Antibacterial activity
The antimicrobial activity of the foam dressings was compared against Staphylococcus aureus and Pseudomonas aeruginosa obtained from the American Type Culture Collection (ATCC, Manassas, VA, USA); ATCC 6538 and ATCC 10145, respectively. To evaluate antimicrobial activity, the dynamic shake flask test was used. Briefly, 50 ml of culture inoculum containing approximately 1×106 CFU/ml were added to a sterile 250 ml screw-cap Erlenmeyer flask (Triforestlabware, CA, USA). Bacterial concentration of solution was determined at the “0” time by performing serial dilutions and standard plate count techniques from the “inoculum only” sample flask. Each dressing (1 cm × 1 cm) was placed in the individual flask and incubated under dynamic conditions at 32 °C. Following incubation, at different time intervals (1 min, 5 min, 10 min, 20 min, 30 min, and 1 h), the dressings were removed and the resulting suspensions were incubated at 35 °C for 24 h in Petri dishes (BD(Becton Dickinson), CA, USA). The numbers of colonies (CFU/ml) for the dressing-containing flask (A) and for the “inoculum only” flask (B) were counted.
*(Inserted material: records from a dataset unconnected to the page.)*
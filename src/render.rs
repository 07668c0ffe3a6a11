// Ultralytics 🚀 AGPL-3.0 License - https://ultralytics.com/license

//! Keypoint and skeleton overlay.
//!
//! The [`Renderer`] turns a [`Pose`] into an [`Overlay`] (markers for confident
//! keypoints, segments for confident adjacent pairs) and paints it onto a
//! transparent [`RenderTarget`] sized to the frame. [`compose`] blends the target
//! over the frame for display, and [`draw_readout`] adds the squat count.

#![allow(
    clippy::cast_precision_loss,
    clippy::cast_possible_truncation,
    clippy::cast_possible_wrap,
    clippy::cast_sign_loss
)]

use std::fs;
use std::path::{Path, PathBuf};

use ab_glyph::{FontVec, PxScale};
use image::{Rgb, RgbImage, Rgba, RgbaImage};
use imageproc::drawing::{draw_filled_circle_mut, draw_line_segment_mut, draw_text_mut, text_size};

use crate::download::check_font;
use crate::pose::{KeypointPart, Pose};
use crate::visualizer::Color;
use crate::visualizer::skeleton::{KPT_COLOR_INDICES, LIMB_COLOR_INDICES, SKELETON};

/// Minimum confidence for a keypoint marker (inclusive).
pub const DEFAULT_KEYPOINT_THRESHOLD: f32 = 0.6;

/// Minimum confidence of both endpoints for a skeleton segment (inclusive).
pub const DEFAULT_SKELETON_THRESHOLD: f32 = 0.7;

/// Font used for the count readout.
pub const READOUT_FONT: &str = "Arial.ttf";

/// A keypoint marker to draw.
#[derive(Debug, Clone, Copy, PartialEq)]
pub struct Marker {
    pub part: KeypointPart,
    pub x: f32,
    pub y: f32,
    pub color: Color,
}

/// A skeleton segment to draw.
#[derive(Debug, Clone, Copy, PartialEq)]
pub struct Segment {
    pub from: KeypointPart,
    pub to: KeypointPart,
    pub start: (f32, f32),
    pub end: (f32, f32),
    pub color: Color,
}

/// Everything the renderer would draw for one pose.
#[derive(Debug, Clone, Default, PartialEq)]
pub struct Overlay {
    pub markers: Vec<Marker>,
    pub segments: Vec<Segment>,
}

impl Overlay {
    /// Check if nothing would be drawn.
    #[must_use]
    pub fn is_empty(&self) -> bool {
        self.markers.is_empty() && self.segments.is_empty()
    }
}

/// Transparent RGBA drawing surface matching the frame size.
#[derive(Debug, Clone)]
pub struct RenderTarget {
    image: RgbaImage,
}

impl Default for RenderTarget {
    fn default() -> Self {
        Self::new(0, 0)
    }
}

impl RenderTarget {
    /// Create a cleared target.
    #[must_use]
    pub fn new(width: u32, height: u32) -> Self {
        Self {
            image: RgbaImage::new(width, height),
        }
    }

    #[must_use]
    pub fn width(&self) -> u32 {
        self.image.width()
    }

    #[must_use]
    pub fn height(&self) -> u32 {
        self.image.height()
    }

    /// Match the target to a frame size. Reallocates (and clears) only on change.
    pub fn resize(&mut self, width: u32, height: u32) {
        if self.image.dimensions() != (width, height) {
            self.image = RgbaImage::new(width, height);
        }
    }

    /// Make every pixel transparent.
    pub fn clear(&mut self) {
        self.image.fill(0);
    }

    /// Whether every pixel is transparent.
    #[must_use]
    pub fn is_blank(&self) -> bool {
        self.image.pixels().all(|p| p[3] == 0)
    }

    /// Overlay pixels.
    #[must_use]
    pub const fn image(&self) -> &RgbaImage {
        &self.image
    }

    /// Whether a point lies inside the target. The far edges are inclusive since
    /// decoders clamp keypoints to `[0, width]` and `[0, height]`.
    fn contains(&self, x: f32, y: f32) -> bool {
        !self.image.is_empty()
            && x >= 0.0
            && y >= 0.0
            && x <= self.width() as f32
            && y <= self.height() as f32
    }
}

/// Draws keypoints and skeleton for a pose.
#[derive(Debug, Clone, Copy, PartialEq)]
pub struct Renderer {
    keypoint_threshold: f32,
    skeleton_threshold: f32,
    radius: i32,
    line_width: i32,
}

impl Default for Renderer {
    fn default() -> Self {
        Self::new(DEFAULT_KEYPOINT_THRESHOLD, DEFAULT_SKELETON_THRESHOLD)
    }
}

impl Renderer {
    /// Create a renderer with marker and segment thresholds.
    #[must_use]
    pub const fn new(keypoint_threshold: f32, skeleton_threshold: f32) -> Self {
        Self {
            keypoint_threshold,
            skeleton_threshold,
            radius: 5,
            line_width: 2,
        }
    }

    /// Set the marker radius in pixels.
    #[must_use]
    pub const fn with_radius(mut self, radius: i32) -> Self {
        self.radius = radius;
        self
    }

    /// Set the segment width in pixels.
    #[must_use]
    pub const fn with_line_width(mut self, width: i32) -> Self {
        self.line_width = width;
        self
    }

    #[must_use]
    pub const fn keypoint_threshold(&self) -> f32 {
        self.keypoint_threshold
    }

    #[must_use]
    pub const fn skeleton_threshold(&self) -> f32 {
        self.skeleton_threshold
    }

    /// Markers and segments for `pose`, before clipping to a target.
    ///
    /// Keypoints that are missing, below threshold or have a non-finite position
    /// are left out.
    #[must_use]
    pub fn plan(&self, pose: &Pose) -> Overlay {
        let usable = |part: KeypointPart, threshold: f32| {
            pose.get(part)
                .filter(|k| k.confidence >= threshold && k.has_position())
        };

        let segments = SKELETON
            .iter()
            .zip(LIMB_COLOR_INDICES)
            .filter_map(|(&[from, to], color_idx)| {
                let a = usable(from, self.skeleton_threshold)?;
                let b = usable(to, self.skeleton_threshold)?;
                Some(Segment {
                    from,
                    to,
                    start: (a.x, a.y),
                    end: (b.x, b.y),
                    color: Color::from_pose_index(color_idx),
                })
            })
            .collect();

        let markers = KeypointPart::ALL
            .iter()
            .filter_map(|&part| {
                let k = usable(part, self.keypoint_threshold)?;
                Some(Marker {
                    part,
                    x: k.x,
                    y: k.y,
                    color: Color::from_pose_index(KPT_COLOR_INDICES[part.index()]),
                })
            })
            .collect();

        Overlay { markers, segments }
    }

    /// Clear `target` and draw the pose onto it, segments first.
    ///
    /// Markers and segments with an endpoint outside the target are skipped.
    pub fn render(&self, pose: &Pose, target: &mut RenderTarget) {
        target.clear();
        let overlay = self.plan(pose);

        for seg in &overlay.segments {
            if !target.contains(seg.start.0, seg.start.1) || !target.contains(seg.end.0, seg.end.1) {
                continue;
            }
            let color = seg.color.to_rgba(255);
            let half = self.line_width / 2;
            for d in -half..=(self.line_width - 1 - half) {
                let d = d as f32;
                draw_line_segment_mut(
                    &mut target.image,
                    (seg.start.0 + d, seg.start.1),
                    (seg.end.0 + d, seg.end.1),
                    color,
                );
                draw_line_segment_mut(
                    &mut target.image,
                    (seg.start.0, seg.start.1 + d),
                    (seg.end.0, seg.end.1 + d),
                    color,
                );
            }
        }

        for m in &overlay.markers {
            if !target.contains(m.x, m.y) {
                continue;
            }
            draw_filled_circle_mut(
                &mut target.image,
                (m.x.round() as i32, m.y.round() as i32),
                self.radius,
                m.color.to_rgba(255),
            );
        }
    }
}

/// Alpha-blend the overlay onto a copy of the frame.
#[must_use]
pub fn compose(frame: &RgbImage, target: &RenderTarget) -> RgbImage {
    let mut out = frame.clone();
    let (w, h) = (
        frame.width().min(target.width()),
        frame.height().min(target.height()),
    );
    for y in 0..h {
        for x in 0..w {
            let Rgba([r, g, b, a]) = *target.image.get_pixel(x, y);
            if a == 0 {
                continue;
            }
            let px = out.get_pixel_mut(x, y);
            let alpha = u16::from(a);
            for (c, src) in px.0.iter_mut().zip([r, g, b]) {
                *c = ((u16::from(src) * alpha + u16::from(*c) * (255 - alpha)) / 255) as u8;
            }
        }
    }
    out
}

/// Draw "Squats: N" at the top center with a 2 px black shadow.
///
/// Does nothing without a font.
pub fn draw_readout(image: &mut RgbImage, count: u64, font: Option<&FontVec>) {
    let Some(font) = font else {
        return;
    };
    let text = format!("Squats: {count}");
    let scale = PxScale::from((image.height() as f32 / 12.0).clamp(20.0, 64.0));
    let (tw, _) = text_size(scale, font, &text);
    let x = (image.width().saturating_sub(tw) / 2) as i32;
    let y = 10;

    draw_text_mut(image, Rgb([0, 0, 0]), x + 2, y + 2, scale, font, &text);
    draw_text_mut(image, Color::WHITE.to_rgb(), x, y, scale, font, &text);
}

/// Load the readout font, downloading it on first use.
#[must_use]
pub fn load_font() -> Option<FontVec> {
    let path = check_font(READOUT_FONT)?;
    let data = fs::read(path).ok()?;
    FontVec::try_from_vec(data).ok()
}

/// Find the next free run directory (`count`, `count2`, `count3`, ...).
#[must_use]
pub fn find_next_run_dir(base: &str, prefix: &str) -> PathBuf {
    let base_path = Path::new(base);
    let first = base_path.join(prefix);
    if !first.exists() {
        return first;
    }
    (2u32..)
        .map(|i| base_path.join(format!("{prefix}{i}")))
        .find(|p| !p.exists())
        .unwrap_or(first)
}

#[cfg(test)]
mod tests {
    use super::*;
    use crate::pose::Keypoint;

    fn pose_with(conf: impl Fn(KeypointPart) -> f32) -> Pose {
        let keypoints = KeypointPart::ALL
            .iter()
            .enumerate()
            .map(|(i, &part)| Keypoint::new(part, 10.0 + 5.0 * i as f32, 20.0 + 4.0 * i as f32, conf(part)))
            .collect();
        Pose::new(keypoints, 0.9)
    }

    #[test]
    fn test_plan_thresholds() {
        let renderer = Renderer::default();
        let pose = pose_with(|part| match part {
            KeypointPart::Nose => 0.59,
            KeypointPart::LeftKnee => 0.65,
            _ => 0.7,
        });
        let overlay = renderer.plan(&pose);

        // Nose below 0.6 has no marker; the 0.65 knee has one
        assert_eq!(overlay.markers.len(), 16);
        assert!(overlay.markers.iter().all(|m| m.part != KeypointPart::Nose));
        assert!(overlay.markers.iter().any(|m| m.part == KeypointPart::LeftKnee));

        // Both left-knee segments are dropped (0.65 < 0.7)
        assert_eq!(overlay.segments.len(), 10);
        assert!(
            overlay
                .segments
                .iter()
                .all(|s| s.from != KeypointPart::LeftKnee && s.to != KeypointPart::LeftKnee)
        );
    }

    #[test]
    fn test_plan_low_confidence_pose_is_empty() {
        let overlay = Renderer::default().plan(&Pose::empty());
        assert!(overlay.is_empty());
    }

    #[test]
    fn test_plan_skips_missing_and_nan() {
        let keypoints = vec![
            Keypoint::new(KeypointPart::Nose, f32::NAN, 3.0, 0.9),
            Keypoint::new(KeypointPart::LeftEye, 3.0, 3.0, f32::NAN),
        ];
        let overlay = Renderer::default().plan(&Pose::new(keypoints, 0.5));
        assert!(overlay.is_empty());
    }

    #[test]
    fn test_render_clears_and_draws() {
        let renderer = Renderer::default();
        let mut target = RenderTarget::new(200, 200);
        renderer.render(&pose_with(|_| 0.95), &mut target);
        assert!(!target.is_blank());
        // Marker center for the nose
        assert_eq!(target.image().get_pixel(10, 20)[3], 255);

        renderer.render(&Pose::empty(), &mut target);
        assert!(target.is_blank());
    }

    #[test]
    fn test_render_out_of_bounds_is_skipped() {
        let keypoints = KeypointPart::ALL
            .iter()
            .map(|&part| Keypoint::new(part, 1.0e9, -50.0, 1.0))
            .collect();
        let mut target = RenderTarget::new(32, 32);
        Renderer::default().render(&Pose::new(keypoints, 1.0), &mut target);
        assert!(target.is_blank());

        let mut empty = RenderTarget::default();
        Renderer::default().render(&pose_with(|_| 1.0), &mut empty);
        assert!(empty.is_blank());
    }

    #[test]
    fn test_render_draws_edge_clamped_keypoints() {
        let keypoints = KeypointPart::ALL
            .iter()
            .map(|&part| Keypoint::new(part, 64.0, 10.0, 0.95))
            .collect();
        let mut target = RenderTarget::new(64, 48);
        Renderer::default().render(&Pose::new(keypoints, 0.95), &mut target);
        assert!(!target.is_blank());
        assert_eq!(target.image().get_pixel(63, 10)[3], 255);

        let bottom = KeypointPart::ALL
            .iter()
            .map(|&part| Keypoint::new(part, 20.0, 48.0, 0.95))
            .collect();
        Renderer::default().render(&Pose::new(bottom, 0.95), &mut target);
        assert_eq!(target.image().get_pixel(20, 47)[3], 255);
    }

    #[test]
    fn test_resize_keeps_same_size() {
        let mut target = RenderTarget::new(4, 4);
        target.image.put_pixel(0, 0, Rgba([1, 2, 3, 255]));
        target.resize(4, 4);
        assert!(!target.is_blank());
        target.resize(8, 2);
        assert_eq!((target.width(), target.height()), (8, 2));
        assert!(target.is_blank());
    }

    #[test]
    fn test_compose_blends_only_drawn_pixels() {
        let frame = RgbImage::from_pixel(4, 4, Rgb([10, 20, 30]));
        let mut target = RenderTarget::new(4, 4);
        target.image.put_pixel(1, 1, Rgba([255, 0, 0, 255]));
        let out = compose(&frame, &target);
        assert_eq!(*out.get_pixel(1, 1), Rgb([255, 0, 0]));
        assert_eq!(*out.get_pixel(0, 0), Rgb([10, 20, 30]));
    }

    #[test]
    fn test_readout_without_font_is_noop() {
        let mut image = RgbImage::new(10, 10);
        draw_readout(&mut image, 3, None);
        assert!(image.pixels().all(|p| *p == Rgb([0, 0, 0])));
    }

    #[test]
    fn test_find_next_run_dir() {
        let base = std::env::temp_dir().join(format!("squat-runs-{}", std::process::id()));
        let base_str = base.to_string_lossy().to_string();
        assert_eq!(find_next_run_dir(&base_str, "count"), base.join("count"));
        fs::create_dir_all(base.join("count")).unwrap();
        assert_eq!(find_next_run_dir(&base_str, "count"), base.join("count2"));
        let _ = fs::remove_dir_all(&base);
    }
}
The reduction of microorganisms (%) for each dressing was calculated using the following formula;
$$ \mathrm{L}\mathrm{o}{\mathrm{g}}_{10}\kern0.5em \mathrm{reduction}\ \left(\mathrm{L}\mathrm{R}\right) = \mathrm{l}\mathrm{o}{\mathrm{g}}_{10}\left(\mathrm{B}\right)\ \hbox{-}\ \mathrm{l}\mathrm{o}{\mathrm{g}}_{10}\left(\mathrm{A}\right) $$
$$ \mathrm{Percent}\ \mathrm{reduction}\ \left(\%\right) = 100 \times \left(1\ \hbox{-}\ 1{0}^{\hbox{-} \mathrm{L}\mathrm{R}}\right) $$
Statistical analysis
All experimental data were expressed as mean ± standard deviation (S.D.). Statistical alaysis was evaluated by Student’s t test using Sigmaplot program (Sigmaplot version 11.2, Systat software, Inc., CA, USA) and p value < 0.05 was considered as statistically significant.